The leap between bars 6 and 7 is in my opinion too dramatic. Unless you're going after a specific effect, I'd try to make basslines that are more easily singable. And, btw, B natural or B flat? :D

You suggest starting with a D on the violins and violas... Even with a little bit of divisi writing, you'd get 4 (cb, vc, vla, 1/2 vl1 1/2 vl2) Ds and 1 (1/2 vl1 1/2 vl2) A. Pardon my crude math! In my opinion that's an unbalanced way of distributing notes. You should decide if you want the "in your face unisono" sound or open fifths... and orchestrate consequently.

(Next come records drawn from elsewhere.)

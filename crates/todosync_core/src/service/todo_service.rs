//! Todo use-case service.
//!
//! # Responsibility
//! - Validate todo mutations, update local state and log the matching
//!   change record for sync.
//!
//! # Invariants
//! - A mutation that fails validation touches neither local state nor the
//!   change log.
//! - Updates and deletes carry the last remote version seen for the todo as
//!   `base_version`.

use crate::clock::Clock;
use crate::error::SyncResult;
use crate::model::change::{ChangeOperation, EntityRef, ValidationError};
use crate::model::entity::EntitySnapshot;
use crate::model::todo::{Todo, TodoId, TodoStatus, TODO_ENTITY_TYPE};
use crate::repo::entity_repo::EntityRepository;
use crate::sync::change_log::ChangeLog;
use log::warn;
use serde_json::Value;
use std::sync::Arc;

/// Partial update. `None` leaves a field unchanged; `Some(None)` clears it.
#[derive(Debug, Clone, Default, PartialEq, Eq)]
pub struct TodoPatch {
    pub title: Option<String>,
    pub notes: Option<Option<String>>,
    pub due_at: Option<Option<i64>>,
}

#[derive(Debug, Clone, Copy, Default, PartialEq, Eq)]
pub struct TodoListQuery {
    pub status: Option<TodoStatus>,
    /// Include `done` and `cancelled` todos when no status filter is set.
    pub include_closed: bool,
}

pub struct TodoService {
    log: Arc<ChangeLog>,
    entities: Arc<dyn EntityRepository>,
    clock: Arc<dyn Clock>,
}

impl TodoService {
    pub fn new(
        log: Arc<ChangeLog>,
        entities: Arc<dyn EntityRepository>,
        clock: Arc<dyn Clock>,
    ) -> Self {
        Self {
            log,
            entities,
            clock,
        }
    }

    pub fn create_todo(
        &self,
        title: impl Into<String>,
        notes: Option<String>,
        due_at: Option<i64>,
    ) -> SyncResult<Todo> {
        let mut todo = Todo::new(title, self.clock.now_ms());
        todo.title = todo.title.trim().to_string();
        todo.notes = notes;
        todo.due_at = due_at;
        todo.validate()?;

        let payload = todo.to_payload()?;
        let entity = todo.entity_ref();
        self.log
            .append(ChangeOperation::Create, &entity, payload.clone())?;
        self.entities
            .put_entity(&EntitySnapshot::new(&entity, 0, payload, todo.updated_at));
        Ok(todo)
    }

    /// # Errors
    /// - `Validation(UnknownEntity)` when the todo does not exist or is deleted.
    pub fn update_todo(&self, id: TodoId, patch: &TodoPatch) -> SyncResult<Todo> {
        let (snapshot, mut todo) = self.load_active(id)?;
        if let Some(title) = &patch.title {
            todo.title = title.trim().to_string();
        }
        if let Some(notes) = &patch.notes {
            todo.notes = notes.clone();
        }
        if let Some(due_at) = patch.due_at {
            todo.due_at = due_at;
        }
        self.write_update(snapshot, todo)
    }

    pub fn set_status(&self, id: TodoId, status: TodoStatus) -> SyncResult<Todo> {
        let (snapshot, mut todo) = self.load_active(id)?;
        todo.status = status;
        self.write_update(snapshot, todo)
    }

    /// Deletes a todo. Local state keeps a tombstone until sync settles it.
    pub fn delete_todo(&self, id: TodoId) -> SyncResult<()> {
        let (snapshot, _) = self.load_active(id)?;
        let entity = snapshot.entity_ref();
        self.log.append_versioned(
            ChangeOperation::Delete,
            &entity,
            Value::Null,
            Some(snapshot.version),
        )?;
        self.entities.put_entity(&EntitySnapshot {
            deleted: true,
            updated_at: self.clock.now_ms(),
            ..snapshot
        });
        Ok(())
    }

    pub fn get_todo(&self, id: TodoId) -> SyncResult<Option<Todo>> {
        match self.entities.get_entity(&todo_ref(id))? {
            Some(snapshot) if snapshot.is_active() => Ok(Some(Todo::from_snapshot(&snapshot)?)),
            _ => Ok(None),
        }
    }

    /// Active todos, most recently updated first.
    ///
    /// Snapshots that fail to decode are skipped with a warning.
    pub fn list_todos(&self, query: &TodoListQuery) -> SyncResult<Vec<Todo>> {
        let mut todos: Vec<Todo> = self
            .entities
            .list_entities(TODO_ENTITY_TYPE)?
            .iter()
            .filter(|snapshot| snapshot.is_active())
            .filter_map(|snapshot| match Todo::from_snapshot(snapshot) {
                Ok(todo) => Some(todo),
                Err(err) => {
                    warn!(
                        "event=todo_decode module=service status=error entity_id={} error={}",
                        snapshot.entity_id, err
                    );
                    None
                }
            })
            .filter(|todo| match query.status {
                Some(status) => todo.status == status,
                None => query.include_closed || todo.status.is_open(),
            })
            .collect();
        todos.sort_by(|a, b| {
            b.updated_at
                .cmp(&a.updated_at)
                .then_with(|| a.id.cmp(&b.id))
        });
        Ok(todos)
    }

    fn load_active(&self, id: TodoId) -> SyncResult<(EntitySnapshot, Todo)> {
        let entity = todo_ref(id);
        match self.entities.get_entity(&entity)? {
            Some(snapshot) if snapshot.is_active() => {
                let todo = Todo::from_snapshot(&snapshot)?;
                Ok((snapshot, todo))
            }
            _ => Err(ValidationError::UnknownEntity(entity).into()),
        }
    }

    fn write_update(&self, snapshot: EntitySnapshot, mut todo: Todo) -> SyncResult<Todo> {
        todo.updated_at = self.clock.now_ms();
        todo.validate()?;
        let payload = todo.to_payload()?;
        let entity = snapshot.entity_ref();
        self.log.append_versioned(
            ChangeOperation::Update,
            &entity,
            payload.clone(),
            Some(snapshot.version),
        )?;
        self.entities.put_entity(&EntitySnapshot::new(
            &entity,
            snapshot.version,
            payload,
            todo.updated_at,
        ));
        Ok(todo)
    }
}

fn todo_ref(id: TodoId) -> EntityRef {
    EntityRef::new(TODO_ENTITY_TYPE, id.to_string())
}

#[cfg(test)]
mod tests {
    use super::{TodoListQuery, TodoPatch, TodoService};
    use crate::clock::ManualClock;
    use crate::error::SyncError;
    use crate::model::change::{ChangeOperation, ValidationError};
    use crate::model::todo::TodoStatus;
    use crate::repo::entity_repo::KvEntityRepository;
    use crate::store::MemoryKvStore;
    use crate::sync::change_log::ChangeLog;
    use std::sync::Arc;

    fn service() -> (Arc<ManualClock>, Arc<ChangeLog>, TodoService) {
        let store = Arc::new(MemoryKvStore::new());
        let clock = Arc::new(ManualClock::new(1_000));
        let log = Arc::new(
            ChangeLog::open(store.clone(), "device-a", clock.clone()).expect("open log"),
        );
        let entities = Arc::new(KvEntityRepository::new(store));
        let service = TodoService::new(log.clone(), entities, clock.clone());
        (clock, log, service)
    }

    #[test]
    fn blank_title_is_rejected_before_logging() {
        let (_clock, log, service) = service();
        let err = service
            .create_todo("   ", None, None)
            .expect_err("blank title must fail");
        assert!(matches!(
            err,
            SyncError::Validation(ValidationError::EmptyTitle)
        ));
        assert_eq!(log.pending_count(), 0);
    }

    #[test]
    fn patch_clears_and_sets_fields() {
        let (clock, log, service) = service();
        let todo = service
            .create_todo("write docs", Some("draft".to_string()), Some(5))
            .expect("create");
        clock.advance_ms(10);

        let patch = TodoPatch {
            title: Some(" publish docs ".to_string()),
            notes: Some(None),
            due_at: None,
        };
        let updated = service.update_todo(todo.id, &patch).expect("update");
        assert_eq!(updated.title, "publish docs");
        assert_eq!(updated.notes, None);
        assert_eq!(updated.due_at, Some(5));
        assert_eq!(updated.updated_at, 1_010);

        let records = log.records();
        assert_eq!(records.len(), 2);
        assert_eq!(records[1].operation, ChangeOperation::Update);
        assert_eq!(records[1].base_version, Some(0));
    }

    #[test]
    fn deleted_todo_is_hidden_and_immutable() {
        let (_clock, _log, service) = service();
        let todo = service.create_todo("temp", None, None).expect("create");
        service.delete_todo(todo.id).expect("delete");

        assert!(service.get_todo(todo.id).expect("get").is_none());
        let err = service
            .set_status(todo.id, TodoStatus::Done)
            .expect_err("deleted todo cannot change");
        assert!(matches!(
            err,
            SyncError::Validation(ValidationError::UnknownEntity(_))
        ));
    }

    #[test]
    fn list_filters_closed_todos_by_default() {
        let (clock, _log, service) = service();
        let open = service.create_todo("open", None, None).expect("create");
        clock.advance_ms(1);
        let done = service.create_todo("done", None, None).expect("create");
        clock.advance_ms(1);
        service
            .set_status(done.id, TodoStatus::Done)
            .expect("complete");

        let default = service
            .list_todos(&TodoListQuery::default())
            .expect("list");
        assert_eq!(default.iter().map(|t| t.id).collect::<Vec<_>>(), vec![open.id]);

        let all = service
            .list_todos(&TodoListQuery {
                status: None,
                include_closed: true,
            })
            .expect("list all");
        assert_eq!(all.iter().map(|t| t.id).collect::<Vec<_>>(), vec![done.id, open.id]);

        let only_done = service
            .list_todos(&TodoListQuery {
                status: Some(TodoStatus::Done),
                include_closed: false,
            })
            .expect("list done");
        assert_eq!(only_done.len(), 1);
    }
}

I would use divisi writing only if you have a distinct sound in mind you want to ricreate or you want a special effect. At first I'd advise you to write as if you had a string quartet at your disposal. When your 4-part writing is fluent you can start to spice things up.

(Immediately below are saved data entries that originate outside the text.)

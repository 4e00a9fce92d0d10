//! Use-case services.
//!
//! # Responsibility
//! - Turn domain operations into local state writes plus change records.
//! - Keep FFI and CLI layers decoupled from storage and sync details.

pub mod todo_service;

pub use todo_service::{TodoListQuery, TodoPatch, TodoService};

If you continue your sibelius sketch I can tell you more about what I think.

- A


----------



## JT (Nov 23, 2014)

I don't want to seem rude, but it seems like you're wandering in the dark, not knowing where to start.

If that's the case, instead of wandering aimlessly down this road, you should be studying scores. There are several orchestration books that I'm sure you would find helpful, including those by forum member Peter Alexander.


----------



## dahnielson (Nov 23, 2014)

I fully agree with the previous contributors to this thread. The reason it's hard to help you at this stage is because you haven't yet harmonized the progression (i.e. coming up with the chords). Once you got it harmonized then there's something to arrange and do voice leading for.

Writing whole note pads for string is generally a little bit "boring" and sometimes tiresome to listen to. The practice is sometimes referred to as "footballing" by string players. You can get more out of the string section if you let them play an ostinato instead.

I agree that there is no need to start writing divisi until you have something interesting for the strings to do. Practice four part writing (v1, v2, va, vc with the cb either doubling vc an octave down or in unison or not playing at all).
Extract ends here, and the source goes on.